▸ **Task instructions**: Whatever lines the data contains, output all of them unchanged.

:: Dataset entries

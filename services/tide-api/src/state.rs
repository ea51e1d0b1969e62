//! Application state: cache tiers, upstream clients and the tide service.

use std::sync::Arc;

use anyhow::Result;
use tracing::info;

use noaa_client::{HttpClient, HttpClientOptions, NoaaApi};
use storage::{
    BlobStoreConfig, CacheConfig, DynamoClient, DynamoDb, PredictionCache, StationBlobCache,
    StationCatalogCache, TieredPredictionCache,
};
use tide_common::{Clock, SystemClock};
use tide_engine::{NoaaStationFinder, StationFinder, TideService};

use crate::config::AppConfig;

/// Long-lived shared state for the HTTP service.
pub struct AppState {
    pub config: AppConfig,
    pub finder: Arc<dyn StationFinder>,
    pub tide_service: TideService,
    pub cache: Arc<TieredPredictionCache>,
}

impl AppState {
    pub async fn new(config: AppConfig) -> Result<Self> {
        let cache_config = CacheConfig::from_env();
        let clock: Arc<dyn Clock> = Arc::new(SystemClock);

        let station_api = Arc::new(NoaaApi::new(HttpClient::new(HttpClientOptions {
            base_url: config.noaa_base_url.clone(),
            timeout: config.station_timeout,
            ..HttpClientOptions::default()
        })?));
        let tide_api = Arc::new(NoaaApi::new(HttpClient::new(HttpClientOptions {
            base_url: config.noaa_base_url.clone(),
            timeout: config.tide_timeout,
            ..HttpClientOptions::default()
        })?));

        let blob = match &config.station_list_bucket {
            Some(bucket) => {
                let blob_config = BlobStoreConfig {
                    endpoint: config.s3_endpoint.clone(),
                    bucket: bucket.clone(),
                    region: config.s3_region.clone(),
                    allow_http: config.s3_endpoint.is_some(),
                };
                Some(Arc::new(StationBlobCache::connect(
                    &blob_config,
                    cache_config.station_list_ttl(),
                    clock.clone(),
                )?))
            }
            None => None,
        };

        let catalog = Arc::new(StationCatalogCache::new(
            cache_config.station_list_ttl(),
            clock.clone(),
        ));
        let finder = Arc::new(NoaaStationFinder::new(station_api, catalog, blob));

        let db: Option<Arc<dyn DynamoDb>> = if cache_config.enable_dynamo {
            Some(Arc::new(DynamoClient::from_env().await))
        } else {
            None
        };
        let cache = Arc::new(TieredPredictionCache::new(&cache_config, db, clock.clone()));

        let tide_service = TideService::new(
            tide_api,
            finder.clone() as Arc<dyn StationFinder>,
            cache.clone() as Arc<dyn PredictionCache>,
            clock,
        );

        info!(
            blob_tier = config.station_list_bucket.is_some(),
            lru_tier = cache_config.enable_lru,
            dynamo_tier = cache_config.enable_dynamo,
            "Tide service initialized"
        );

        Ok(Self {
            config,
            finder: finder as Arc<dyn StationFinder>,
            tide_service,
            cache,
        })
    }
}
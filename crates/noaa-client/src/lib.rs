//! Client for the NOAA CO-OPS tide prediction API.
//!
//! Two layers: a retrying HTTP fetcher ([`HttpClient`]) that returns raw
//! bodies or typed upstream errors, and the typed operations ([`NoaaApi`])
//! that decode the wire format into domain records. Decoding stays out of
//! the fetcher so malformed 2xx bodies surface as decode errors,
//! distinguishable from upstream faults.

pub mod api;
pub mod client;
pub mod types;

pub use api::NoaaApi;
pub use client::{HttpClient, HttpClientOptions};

::::

▸ **Solution below**:
filename services/tide-api/src/state.rs
repository ea51e1d0b1969e62
//! Application state: cache tiers, upstream clients and the tide service.

use std::sync::Arc;

use anyhow::Result;
use tracing::info;

use noaa_client::{HttpClient, HttpClientOptions, NoaaApi};
use storage::{
    BlobStoreConfig, CacheConfig, DynamoClient, DynamoDb, PredictionCache, StationBlobCache,
    StationCatalogCache, TieredPredictionCache,
};
use tide_common::{Clock, SystemClock};
use tide_engine::{NoaaStationFinder, StationFinder, TideService};

use crate::config::AppConfig;

/// Long-lived shared state for the HTTP service.
pub struct AppState {
    pub config: AppConfig,
    pub finder: Arc<dyn StationFinder>,
    pub tide_service: TideService,
    pub cache: Arc<TieredPredictionCache>,
}

impl AppState {
    pub async fn new(config: AppConfig) -> Result<Self> {
        let cache_config = CacheConfig::from_env();
        let clock: Arc<dyn Clock> = Arc::new(SystemClock);

        let station_api = Arc::new(NoaaApi::new(HttpClient::new(HttpClientOptions {
            base_url: config.noaa_base_url.clone(),
            timeout: config.station_timeout,
            ..HttpClientOptions::default()
        })?));
        let tide_api = Arc::new(NoaaApi::new(HttpClient::new(HttpClientOptions {
            base_url: config.noaa_base_url.clone(),
            timeout: config.tide_timeout,
            ..HttpClientOptions::default()
        })?));

        let blob = match &config.station_list_bucket {
            Some(bucket) => {
                let blob_config = BlobStoreConfig {
                    endpoint: config.s3_endpoint.clone(),
                    bucket: bucket.clone(),
                    region: config.s3_region.clone(),
                    allow_http: config.s3_endpoint.is_some(),
                };
                Some(Arc::new(StationBlobCache::connect(
                    &blob_config,
                    cache_config.station_list_ttl(),
                    clock.clone(),
                )?))
            }
            None => None,
        };

        let catalog = Arc::new(StationCatalogCache::new(
            cache_config.station_list_ttl(),
            clock.clone(),
        ));
        let finder = Arc::new(NoaaStationFinder::new(station_api, catalog, blob));

        let db: Option<Arc<dyn DynamoDb>> = if cache_config.enable_dynamo {
            Some(Arc::new(DynamoClient::from_env().await))
        } else {
            None
        };
        let cache = Arc::new(TieredPredictionCache::new(&cache_config, db, clock.clone()));

        let tide_service = TideService::new(
            tide_api,
            finder.clone() as Arc<dyn StationFinder>,
            cache.clone() as Arc<dyn PredictionCache>,
            clock,
        );

        info!(
            blob_tier = config.station_list_bucket.is_some(),
            lru_tier = cache_config.enable_lru,
            dynamo_tier = cache_config.enable_dynamo,
            "Tide service initialized"
        );

        Ok(Self {
            config,
            finder: finder as Arc<dyn StationFinder>,
            tide_service,
            cache,
        })
    }
}
filename crates/noaa-client/src/lib.rs
//! Client for the NOAA CO-OPS tide prediction API.
//!
//! Two layers: a retrying HTTP fetcher ([`HttpClient`]) that returns raw
//! bodies or typed upstream errors, and the typed operations ([`NoaaApi`])
//! that decode the wire format into domain records. Decoding stays out of
//! the fetcher so malformed 2xx bodies surface as decode errors,
//! distinguishable from upstream faults.

pub mod api;
pub mod client;
pub mod types;

pub use api::NoaaApi;
pub use client::{HttpClient, HttpClientOptions};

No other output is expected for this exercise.